The optimal state is where the athletes distract themselves from the distraction of the screaming fans, and focus on the location where they want to shoot the ball. But they should not narrow the attention down to a granular level so that it is occupied by consciously trying to perform a movement that they have naturally mastered.
In moments such as Harry Kane's penalty, ability takes a back seat to psychology. This is what former England striker Alan Shearer wrote about Harry Kane's penalty miss on The Athletic.
"Sure, this was not a "normal" penalty and you have the long, dreaded walk from the halfway line to contend with, but even so, the technique and discipline are the same as they always are. But having taken one already, the difference was the difference itself. It becomes a mind game, not only with the goalkeeper but with yourself. It's human nature. Who blinks first? To me, Harry looked weighed down for his second. Heavier, somehow."
"In that situation, you're confronted with a new set of problems and a new set of siren voices. You think 's***, what do I do now? Do I do the same as last time, do I stick with what I'm good at, do I change it up?' I converted mine, but in Harry's case, he's playing against his Tottenham Hotspur team-mate in Hugo Lloris and that sense of familiarity is treacherous. Yes, he'd already scored, but Lloris knows his routines, how he practises, the side he naturally favours."
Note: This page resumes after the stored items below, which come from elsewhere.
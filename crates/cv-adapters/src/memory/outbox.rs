//! In-memory outbox store

use std::collections::HashMap;
use std::sync::Arc;

use chrono::{DateTime, Utc};
use cv_domain::OutboxMessage;
use cv_ports::{Clock, OutboxError, OutboxStore, SystemClock};
use tokio::sync::RwLock;

/// In-memory outbox rows.
///
/// `pending` returns FIFO by `created_at`; marking is idempotent so a
/// processor crashing between dispatch and mark can safely re-mark after
/// replay.
pub struct MemoryOutboxStore {
    messages: RwLock<HashMap<String, OutboxMessage>>,
    clock: Arc<dyn Clock>,
}

impl MemoryOutboxStore {
    pub fn new() -> Self {
        Self::with_clock(Arc::new(SystemClock))
    }

    pub fn with_clock(clock: Arc<dyn Clock>) -> Self {
        Self {
            messages: RwLock::new(HashMap::new()),
            clock,
        }
    }

    pub async fn pending_count(&self) -> usize {
        self.messages
            .read()
            .await
            .values()
            .filter(|m| !m.is_processed())
            .count()
    }
}

impl Default for MemoryOutboxStore {
    fn default() -> Self {
        Self::new()
    }
}

impl OutboxStore for MemoryOutboxStore {
    async fn add(&self, message: OutboxMessage) -> Result<(), OutboxError> {
        self.messages
            .write()
            .await
            .insert(message.id.clone(), message);
        Ok(())
    }

    async fn pending(&self, limit: usize) -> Result<Vec<OutboxMessage>, OutboxError> {
        let messages = self.messages.read().await;
        let mut pending: Vec<OutboxMessage> = messages
            .values()
            .filter(|m| !m.is_processed())
            .cloned()
            .collect();
        // FIFO by creation time, id as the stable tiebreaker.
        pending.sort_by(|a, b| {
            a.created_at
                .cmp(&b.created_at)
                .then_with(|| a.id.cmp(&b.id))
        });
        pending.truncate(limit);
        Ok(pending)
    }

    async fn mark_processed(&self, id: &str) -> Result<(), OutboxError> {
        let mut messages = self.messages.write().await;
        if let Some(message) = messages.get_mut(id) {
            if message.processed_at.is_none() {
                message.processed_at = Some(self.clock.now());
            }
        }
        Ok(())
    }

    async fn record_attempt(&self, id: &str) -> Result<u32, OutboxError> {
        let mut messages = self.messages.write().await;
        let message = messages
            .get_mut(id)
            .ok_or_else(|| OutboxError::MessageNotFound { id: id.to_string() })?;
        message.attempts += 1;
        Ok(message.attempts)
    }

    async fn purge_processed(&self, older_than: DateTime<Utc>) -> Result<usize, OutboxError> {
        let mut messages = self.messages.write().await;
        let before = messages.len();
        messages.retain(|_, m| match m.processed_at {
            Some(processed_at) => processed_at >= older_than,
            None => true,
        });
        Ok(before - messages.len())
    }
}
//! In-memory inbox store

use std::collections::HashMap;
use std::sync::Arc;
use std::time::Duration;

use chrono::Duration as ChronoDuration;
use cv_domain::{InboxRecord, MessageId};
use cv_ports::{Clock, InboxError, InboxStore, SystemClock};
use tokio::sync::Mutex;

/// In-memory duplicate-delivery guard.
///
/// The single mutex makes `try_store` atomic: of N concurrent calls for the
/// same id, exactly one observes absence.
pub struct MemoryInboxStore {
    records: Mutex<HashMap<MessageId, InboxRecord>>,
    clock: Arc<dyn Clock>,
}

impl MemoryInboxStore {
    pub fn new() -> Self {
        Self::with_clock(Arc::new(SystemClock))
    }

    pub fn with_clock(clock: Arc<dyn Clock>) -> Self {
        Self {
            records: Mutex::new(HashMap::new()),
            clock,
        }
    }
}

impl Default for MemoryInboxStore {
    fn default() -> Self {
        Self::new()
    }
}

impl InboxStore for MemoryInboxStore {
    async fn try_store(&self, message_id: MessageId, ttl: Duration) -> Result<bool, InboxError> {
        let now = self.clock.now();
        let ttl = ChronoDuration::from_std(ttl).unwrap_or(ChronoDuration::MAX);
        let mut records = self.records.lock().await;

        let expires_at = now
            .checked_add_signed(ttl)
            .unwrap_or(chrono::DateTime::<chrono::Utc>::MAX_UTC);
        match records.get(&message_id) {
            Some(record) if !record.is_expired(now) => Ok(false),
            _ => {
                records.insert(message_id, InboxRecord::new(message_id, expires_at));
                Ok(true)
            }
        }
    }

    async fn purge_expired(&self) -> Result<usize, InboxError> {
        let now = self.clock.now();
        let mut records = self.records.lock().await;
        let before = records.len();
        records.retain(|_, record| !record.is_expired(now));
        Ok(before - records.len())
    }
}

#[cfg(test)]
mod tests {
    use super::*;
    use crate::memory::ManualClock;

    #[tokio::test]
    async fn first_insertion_wins_exactly_once() {
        let inbox = MemoryInboxStore::new();
        let id = MessageId::next();
        assert!(inbox.try_store(id, Duration::from_secs(60)).await.unwrap());
        assert!(!inbox.try_store(id, Duration::from_secs(60)).await.unwrap());
    }

    #[tokio::test]
    async fn concurrent_stores_admit_one() {
        let inbox = Arc::new(MemoryInboxStore::new());
        let id = MessageId::next();
        let handles: Vec<_> = (0..16)
            .map(|_| {
                let inbox = Arc::clone(&inbox);
                tokio::spawn(async move { inbox.try_store(id, Duration::from_secs(60)).await })
            })
            .collect();

        let mut admitted = 0;
        for handle in handles {
            if handle.await.unwrap().unwrap() {
                admitted += 1;
            }
        }
        assert_eq!(admitted, 1);
    }

    #[tokio::test]
    async fn expired_marker_counts_as_absent() {
        let clock = Arc::new(ManualClock::default());
        let inbox = MemoryInboxStore::with_clock(clock.clone());
        let id = MessageId::next();

        assert!(inbox.try_store(id, Duration::from_secs(10)).await.unwrap());
        clock.advance(ChronoDuration::seconds(11));
        assert!(inbox.try_store(id, Duration::from_secs(10)).await.unwrap());
    }

    #[tokio::test]
    async fn purge_removes_expired_markers() {
        let clock = Arc::new(ManualClock::default());
        let inbox = MemoryInboxStore::with_clock(clock.clone());
        inbox
            .try_store(MessageId::next(), Duration::from_secs(5))
            .await
            .unwrap();
        inbox
            .try_store(MessageId::next(), Duration::from_secs(500))
            .await
            .unwrap();

        clock.advance(ChronoDuration::seconds(6));
        assert_eq!(inbox.purge_expired().await.unwrap(), 1);
    }
}
//! Harness wiring

use std::sync::Arc;

use cv_adapters::{
    AggregateRepository, MemoryCheckpointStore, MemoryDeadLetterStore, MemoryEventStore,
    MemoryFlowStore, MemoryIdempotencyStore, MemoryInboxStore, MemoryOutboxStore,
    MemorySnapshotStore, StaticClusterCoordinator,
};
use cv_domain::CvResult;
use cv_flow::FlowEngine;
use cv_mediator::behaviors::LoggingBehavior;
use cv_mediator::Mediator;

use crate::orders::{
    CreateOrderCommand, CreateOrderHandler, GetOrderHandler, GetOrderQuery, OrderRepository,
    PayOrderCommand, ShipOrderCommand, OrderTransitionHandler,
};

/// One fully wired Convoy node: in-memory stores, the order handlers behind
/// a logging pipeline, a cluster coordinator, and a flow engine bound to the
/// same mediator.
pub struct ConvoyHarness {
    pub event_store: Arc<MemoryEventStore>,
    pub snapshots: Arc<MemorySnapshotStore>,
    pub outbox: Arc<MemoryOutboxStore>,
    pub inbox: Arc<MemoryInboxStore>,
    pub dead_letters: Arc<MemoryDeadLetterStore>,
    pub idempotency: Arc<MemoryIdempotencyStore>,
    pub checkpoints: Arc<MemoryCheckpointStore>,
    pub flow_store: Arc<MemoryFlowStore>,
    pub coordinator: Arc<StaticClusterCoordinator>,
    pub repository: Arc<OrderRepository>,
    pub mediator: Arc<Mediator>,
}

impl ConvoyHarness {
    pub fn new() -> CvResult<Self> {
        let event_store = Arc::new(MemoryEventStore::new());
        let snapshots = Arc::new(MemorySnapshotStore::new());
        let outbox = Arc::new(MemoryOutboxStore::new());
        let inbox = Arc::new(MemoryInboxStore::new());
        let dead_letters = Arc::new(MemoryDeadLetterStore::new());
        let idempotency = Arc::new(MemoryIdempotencyStore::new());
        let checkpoints = Arc::new(MemoryCheckpointStore::new());
        let flow_store = Arc::new(MemoryFlowStore::new());
        let coordinator = Arc::new(StaticClusterCoordinator::single_node());

        let repository = Arc::new(
            AggregateRepository::new(Arc::clone(&event_store), Arc::clone(&snapshots))
                .with_snapshot_every(10),
        );

        let mediator = Arc::new(
            Mediator::builder()
                .register_behavior(LoggingBehavior)
                .register_request_handler::<CreateOrderCommand, _>(CreateOrderHandler::new(
                    Arc::clone(&event_store),
                    Arc::clone(&outbox),
                ))
                .register_request_handler::<PayOrderCommand, _>(OrderTransitionHandler::new(
                    Arc::clone(&repository),
                ))
                .register_request_handler::<ShipOrderCommand, _>(OrderTransitionHandler::new(
                    Arc::clone(&repository),
                ))
                .register_request_handler::<GetOrderQuery, _>(GetOrderHandler::new(Arc::clone(
                    &repository,
                )))
                .build()?,
        );

        Ok(Self {
            event_store,
            snapshots,
            outbox,
            inbox,
            dead_letters,
            idempotency,
            checkpoints,
            flow_store,
            coordinator,
            repository,
            mediator,
        })
    }

    /// Flow engine bound to this harness's mediator and flow store.
    pub fn flow_engine(&self) -> FlowEngine<MemoryFlowStore> {
        FlowEngine::new(Arc::clone(&self.flow_store)).with_mediator(Arc::clone(&self.mediator))
    }
}
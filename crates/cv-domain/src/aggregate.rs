//! Aggregates rebuilt by folding their event history

use serde::de::DeserializeOwned;
use serde::Serialize;

use crate::envelope::EventEnvelope;
use crate::error::{CvResult, MediatorError};

/// A domain entity whose history is an event stream.
///
/// The event type is usually an `enum` covering everything that can happen
/// to the entity. `apply` is the only way state changes.
pub trait Aggregate: Sized + Send + Sync {
    /// Domain events that interest this aggregate.
    type Event: Serialize + DeserializeOwned + Send + Sync;

    /// Unique name for this aggregate type, used as the stream id prefix.
    fn type_name() -> &'static str;

    /// Identifier of this aggregate instance.
    fn aggregate_id(&self) -> &str;

    /// Stable wire tag for one of this aggregate's events, e.g.
    /// `"OrderCreatedEvent"`.
    fn event_type(event: &Self::Event) -> &'static str;

    /// Mutate state through a domain event.
    ///
    /// `state` is `None` when the event is the first in the stream. Returns
    /// an error when the event is unexpected for the current state.
    fn apply(state: Option<Self>, event: Self::Event) -> CvResult<Self>;

    /// Stream id for an aggregate instance, e.g. `Order-42`.
    fn stream_id(id: &str) -> String {
        format!("{}-{}", Self::type_name(), id)
    }
}

/// Rebuild an aggregate by folding persisted envelopes in version order.
///
/// Returns `Ok(None)` for an empty history. Payloads that fail to decode
/// surface as `Fatal`: a stream that can no longer be replayed is corrupt.
pub fn fold<A: Aggregate>(envelopes: &[EventEnvelope]) -> CvResult<Option<A>> {
    fold_from(None, envelopes)
}

/// Continue a fold from snapshot state.
pub fn fold_from<A: Aggregate>(
    initial: Option<A>,
    envelopes: &[EventEnvelope],
) -> CvResult<Option<A>> {
    let mut state = initial;
    for envelope in envelopes {
        let event: A::Event = envelope.payload_as().map_err(|e| {
            MediatorError::fatal(format!(
                "undecodable event {} at {}@{}: {e}",
                envelope.event_type, envelope.stream_id, envelope.version
            ))
        })?;
        state = Some(A::apply(state, event)?);
    }
    Ok(state)
}
//! Byte-level serializer port

use cv_domain::MediatorError;
use serde::de::DeserializeOwned;
use serde::Serialize;

/// Serializer errors
#[derive(Debug, thiserror::Error)]
pub enum SerializerError {
    #[error("serialize failed: {message}")]
    Serialize { message: String },

    #[error("deserialize failed: {message}")]
    Deserialize { message: String },
}

impl From<SerializerError> for MediatorError {
    fn from(e: SerializerError) -> Self {
        MediatorError::fatal(e.to_string())
    }
}

/// Byte round-trip for any serde value shape.
///
/// Implementations must round-trip scalars, ordered sequences, keyed maps,
/// and nested records, and preserve 64-bit integer precision. Decimal
/// amounts travel as strings by convention.
pub trait Serializer: Send + Sync {
    fn serialize<T: Serialize>(&self, value: &T) -> Result<Vec<u8>, SerializerError>;

    fn deserialize<T: DeserializeOwned>(&self, bytes: &[u8]) -> Result<T, SerializerError>;
}
//! Convoy Adapter Implementations
//!
//! This crate provides adapter implementations for the ports defined in
//! cv-ports:
//! - In-memory reference stores (event store with live subscriptions,
//!   snapshots, checkpoints, flow snapshots, outbox, inbox, dead letters,
//!   idempotency)
//! - PostgreSQL event store with a transactional outbox
//! - Projection runtime with checkpointing and rebuild
//! - Outbox processor loop with backoff and dead-lettering
//! - Coordination primitives (lock, leader election, rate limiter) and
//!   cluster coordinators
//! - JSON serializer

pub mod config;
pub mod coordination;
pub mod memory;
pub mod outbox_processor;
pub mod postgres;
pub mod projections;
pub mod repository;
pub mod serializer;
pub mod unit_of_work;

pub use config::*;
pub use coordination::{
    default_node_id, LeaseClusterCoordinator, MemoryLeaderElection, MemoryLock, MemoryLockGuard,
    MemoryRateLimiter, StaticClusterCoordinator,
};
pub use memory::{
    ManualClock, MemoryCheckpointStore, MemoryDeadLetterStore, MemoryEventStore, MemoryFlowStore,
    MemoryIdempotencyStore, MemoryInboxStore, MemoryOutboxStore, MemorySnapshotStore,
};
pub use outbox_processor::{OutboxDispatcher, OutboxProcessor, OutboxProcessorConfig};
pub use postgres::{PostgresEventStore, PostgresOutboxStore};
pub use projections::{ProjectionError, ProjectionRuntime, ProjectionRuntimeConfig};
pub use repository::AggregateRepository;
pub use serializer::JsonSerializer;
pub use unit_of_work::append_with_outbox;
#[tokio::test]
async fn when_all_merges_every_branch() {
    let (engine, _store) = engine();
    let definition = FlowBuilder::new("fanout")
        .when_all(
            "both",
            |g| {
                g.branch("left", |b| {
                    b.step("left-step", |state: &mut TestState, _ctx: &FlowContext| {
                        async move {
                            state.total += 5;
                            state.mark_changed("total");
                            Ok(())
                        }
                        .boxed()
                    })
                })
                .branch("right", |b| {
                    b.step("right-step", |state: &mut TestState, _ctx: &FlowContext| {
                        async move {
                            state.total += 7;
                            state.mark_changed("total");
                            Ok(())
                        }
                        .boxed()
                    })
                })
            },
            |state, branch_states| {
                state.total = branch_states.iter().map(|b| b.total).sum();
                state.mark_changed("total");
            },
        )
        .build();

    let snapshot = engine
        .run(&definition, TestState::new("flow_when_all"))
        .await
        .unwrap();
    assert_eq!(snapshot.status, FlowStatus::Succeeded);

    let state: TestState = serde_json::from_value(snapshot.state).unwrap();
    assert_eq!(state.total, 12);
}

#[tokio::test]
async fn when_all_reports_the_first_failed_branch() {
    let (engine, _store) = engine();
    let definition = FlowBuilder::new("fanout-fail")
        .when_all(
            "group",
            |g| {
                g.branch("doomed", |b| {
                    b.step("explode", |_state: &mut TestState, _ctx: &FlowContext| {
                        async move { Err(MediatorError::transient("branch down")) }.boxed()
                    })
                })
                .branch("slow", |b| {
                    b.step("nap", |_state: &mut TestState, _ctx: &FlowContext| {
                        async move {
                            tokio::time::sleep(Duration::from_millis(50)).await;
                            Ok(())
                        }
                        .boxed()
                    })
                })
            },
            |_state, _branches| {},
        )
        .build();

    let snapshot = engine
        .run(&definition, TestState::new("flow_when_all_fail"))
        .await
        .unwrap();
    assert_eq!(snapshot.status, FlowStatus::Failed);

    let error = snapshot.last_error.unwrap();
    assert_eq!(error.kind, ErrorKind::Transient);
    assert!(error.message.contains("doomed"));
    assert_eq!(error.root_cause().message, "branch down");
}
"Trust me, all that plays on your mind in the sparse seconds between the whistle going and you starting your run-up."
According to Dr. Geir Jordet, a Norwegian sport psychologist, penalty kicks to avoid defeat in a World Cup shootout are much harder to score, with a conversion rate of just 62% as opposed to 92% when kicking to win the shootout. This is because players of "high status" (those who have won individual awards) are under more pressure due to higher expectations.
"Only those who have the courage to take a penalty miss them," Roberto Baggio famously said.
Living with the moment
The aftermath of what an athlete goes through after such mistakes is not just 'science'. It's a normal human reaction, normal trauma that you and I may go through anytime. It's a burden they carry through their entire lives.
Harry Kane knows it. He knew it long before he said, "it's something I will have to live with" to BBC in a post-match flash interview. He knew it at the final whistle when he dropped down on his haunches. He knew when he saw the ball sailing over the crossbar.
"I've never told anyone this before, but I still think about that penalty. That day, football broke my heart," said Roberto Baggio in an interview in 2017.
It's as if you were driving and just happened to run a scurrying animal over. You probably never had an accident before. You probably will not ever get into another one in the future as well. But that mistake will always remain. It will haunt you in your sleep and eat you up and there's nothing you could do to change it.
Maybe that's why even over a decade after retiring, Alan Shearer says in reference to a missed penalty against Sunderland that, "I still wake up thinking about that miss."
These feelings never truly leave you. That's the weight they carry.
As fans and analysts, we look for answers. We ask ourselves, "why did he miss it?"
We look for reasons. Was it a lack of preparation? Was it wrong technical execution?
CBS Sports pundit and former English footballer Nigel Reo-Coker said, "No matter what they say about practicing, and how these clubs go in and practice so that they're mentally ready, it's all cobblers. It's never the same as it is on gameday, after playing 120 minutes worth of football. It's never the same. When you pick up that ball, that lonely walk to the goal, the goal just shrinks with every step you take, your legs are heavy like you're wearing concrete boots, and it becomes the hardest thing in the world."